Goodbye and Farewell

My father
Picture taken of me, my daughter when she was tiny and my father, at my sister’s wedding .

 

Well, goodbye to 2018.

Goodbye to my father Christopher Martin Zakheim, who died on Christmas Day 2018.

Hello to a show that was life changing for me. Hello to a book I had dreamed of for twenty years.

A trip to the dentist in February gave me a rare mouth condition which troubles me daily BUT after endless research I discovered loads of vitamins that helped me and loads of others. I’ve tried to turn every difficult situation into a positive but sometimes life can be gruelling.

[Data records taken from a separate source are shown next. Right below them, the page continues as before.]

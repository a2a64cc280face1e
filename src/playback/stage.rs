//! Composable body stream stages
//!
//! Every stage takes a [`BodyStream`] and returns a new one, so a
//! [`Pipeline`] is just a fold over its stages. Dropping the outer stream
//! drops every stage below it, including any pending throttle sleep.

use std::io::{self, Write};
use std::pin::Pin;
use std::sync::atomic::{AtomicU64, Ordering};
use std::sync::Arc;
use std::time::Duration;

use bytes::{Bytes, BytesMut};
use flate2::write::{GzDecoder, GzEncoder};
use flate2::Compression;
use futures_util::stream::{self, Stream, StreamExt, TryStreamExt};
use http_body_util::combinators::UnsyncBoxBody;
use http_body_util::{BodyExt, StreamBody};
use hyper::body::Frame;
use tokio::time::Instant;

/// Chunk size used by the throttle stage
pub const THROTTLE_CHUNK_SIZE: usize = 512;

/// Stream of body chunks flowing through the stages
pub type BodyStream = Pin<Box<dyn Stream<Item = io::Result<Bytes>> + Send>>;

/// Response body type used by every response the proxy produces
pub type ProxyBody = UnsyncBoxBody<Bytes, io::Error>;

/// Wrap a stream as a response body
#[must_use]
pub fn into_body(stream: BodyStream) -> ProxyBody {
    StreamBody::new(stream.map_ok(Frame::data)).boxed_unsync()
}

/// Stream yielding a single chunk
#[must_use]
pub fn once(data: Bytes) -> BodyStream {
    Box::pin(stream::once(async move { Ok(data) }))
}

/// Concatenate a stream into one buffer
///
/// # Errors
///
/// Returns the first error produced by the stream
pub async fn collect(mut input: BodyStream) -> io::Result<Bytes> {
    let mut buffer = BytesMut::new();
    while let Some(chunk) = input.next().await {
        buffer.extend_from_slice(&chunk?);
    }
    Ok(buffer.freeze())
}

/// One transformation of a body stream
#[derive(Debug, Clone)]
pub enum Stage {
    /// Gzip-compress the stream
    Gzip,
    /// Decompress a gzip stream
    Gunzip,
    /// Count bytes passing through into the shared counter
    Measure(Arc<AtomicU64>),
    /// Limit the stream to the given bytes per second
    Throttle(f64),
}

impl Stage {
    /// Apply this stage on top of `input`
    #[must_use]
    pub fn apply(self, input: BodyStream) -> BodyStream {
        match self {
            Self::Gzip => transcode(input, GzEncoder::new(Vec::new(), Compression::default())),
            Self::Gunzip => transcode(input, GzDecoder::new(Vec::new())),
            Self::Measure(counter) => measure(input, counter),
            Self::Throttle(rate) => throttle(input, rate),
        }
    }
}

/// Ordered list of stages
#[derive(Debug, Clone, Default)]
pub struct Pipeline {
    stages: Vec<Stage>,
}

impl Pipeline {
    /// Empty pipeline, passes the stream through untouched
    #[must_use]
    pub fn new() -> Self {
        Self::default()
    }

    /// Append a stage
    #[must_use]
    pub fn with(mut self, stage: Stage) -> Self {
        self.stages.push(stage);
        self
    }

    /// Stages in application order
    #[must_use]
    pub fn stages(&self) -> &[Stage] {
        &self.stages
    }

    /// Run `input` through every stage in order
    #[must_use]
    pub fn apply(self, input: BodyStream) -> BodyStream {
        self.stages
            .into_iter()
            .fold(input, |stream, stage| stage.apply(stream))
    }
}

/// Writer that accumulates its output in a `Vec` until finished
trait Transcoder: Write + Send + 'static {
    fn output(&mut self) -> &mut Vec<u8>;
    fn finish_output(self) -> io::Result<Vec<u8>>;
}

impl Transcoder for GzEncoder<Vec<u8>> {
    fn output(&mut self) -> &mut Vec<u8> {
        self.get_mut()
    }

    fn finish_output(self) -> io::Result<Vec<u8>> {
        self.finish()
    }
}

impl Transcoder for GzDecoder<Vec<u8>> {
    fn output(&mut self) -> &mut Vec<u8> {
        self.get_mut()
    }

    fn finish_output(self) -> io::Result<Vec<u8>> {
        self.finish()
    }
}

fn transcode<T: Transcoder>(input: BodyStream, coder: T) -> BodyStream {
    Box::pin(stream::unfold(
        (input, Some(coder)),
        |(mut input, mut coder)| async move {
            loop {
                let Some(active) = coder.as_mut() else {
                    return None;
                };
                match input.next().await {
                    Some(Ok(chunk)) => {
                        if let Err(e) = active.write_all(&chunk) {
                            return Some((Err(e), (input, None)));
                        }
                        let produced = std::mem::take(active.output());
                        if !produced.is_empty() {
                            return Some((Ok(Bytes::from(produced)), (input, coder)));
                        }
                    }
                    Some(Err(e)) => return Some((Err(e), (input, None))),
                    None => {
                        let finished = coder.take()?.finish_output();
                        return match finished {
                            Ok(rest) if rest.is_empty() => None,
                            Ok(rest) => Some((Ok(Bytes::from(rest)), (input, None))),
                            Err(e) => Some((Err(e), (input, None))),
                        };
                    }
                }
            }
        },
    ))
}

fn measure(input: BodyStream, counter: Arc<AtomicU64>) -> BodyStream {
    Box::pin(input.inspect_ok(move |chunk| {
        counter.fetch_add(chunk.len() as u64, Ordering::Relaxed);
    }))
}

struct ThrottleState {
    input: BodyStream,
    pending: Bytes,
    started: Option<Instant>,
    sent: u64,
}

fn throttle(input: BodyStream, rate: f64) -> BodyStream {
    if !rate.is_finite() || rate <= 0.0 {
        return input;
    }

    let state = ThrottleState {
        input,
        pending: Bytes::new(),
        started: None,
        sent: 0,
    };

    Box::pin(stream::unfold(state, move |mut state| async move {
        while state.pending.is_empty() {
            match state.input.next().await {
                Some(Ok(chunk)) => state.pending = chunk,
                Some(Err(e)) => return Some((Err(e), state)),
                None => return None,
            }
        }

        let started = *state.started.get_or_insert_with(Instant::now);
        let take = state.pending.len().min(THROTTLE_CHUNK_SIZE);
        let piece = state.pending.split_to(take);
        state.sent += take as u64;

        // a chunk leaves once the bucket has drained to it
        let due = Duration::try_from_secs_f64(state.sent as f64 / rate)
            .ok()
            .and_then(|delay| started.checked_add(delay));
        match due {
            Some(due) => tokio::time::sleep_until(due).await,
            None => std::future::pending::<()>().await,
        }

        Some((Ok(piece), state))
    }))
}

My father’s death was too dreadful from brain cancer but instead of dwelling on that, I’d like to celebrate what a character he was. He wasn’t normal or conventional- ever. He was charming and only walked his own path. He never complained and certainly never explained! Ever! I hope I can be that brave. He used to rock up to my boarding school in a shirt unbuttoned to the waist (1970s!) and skin tight jeans. No other father looked like him. The matrons would be staring out of the window to witness his approach, which even then I knew was funny, if slightly embarrassing- for them! He paid my school fees with cash that he had tucked down his sock- he was a true antiques dealer of the old school kind.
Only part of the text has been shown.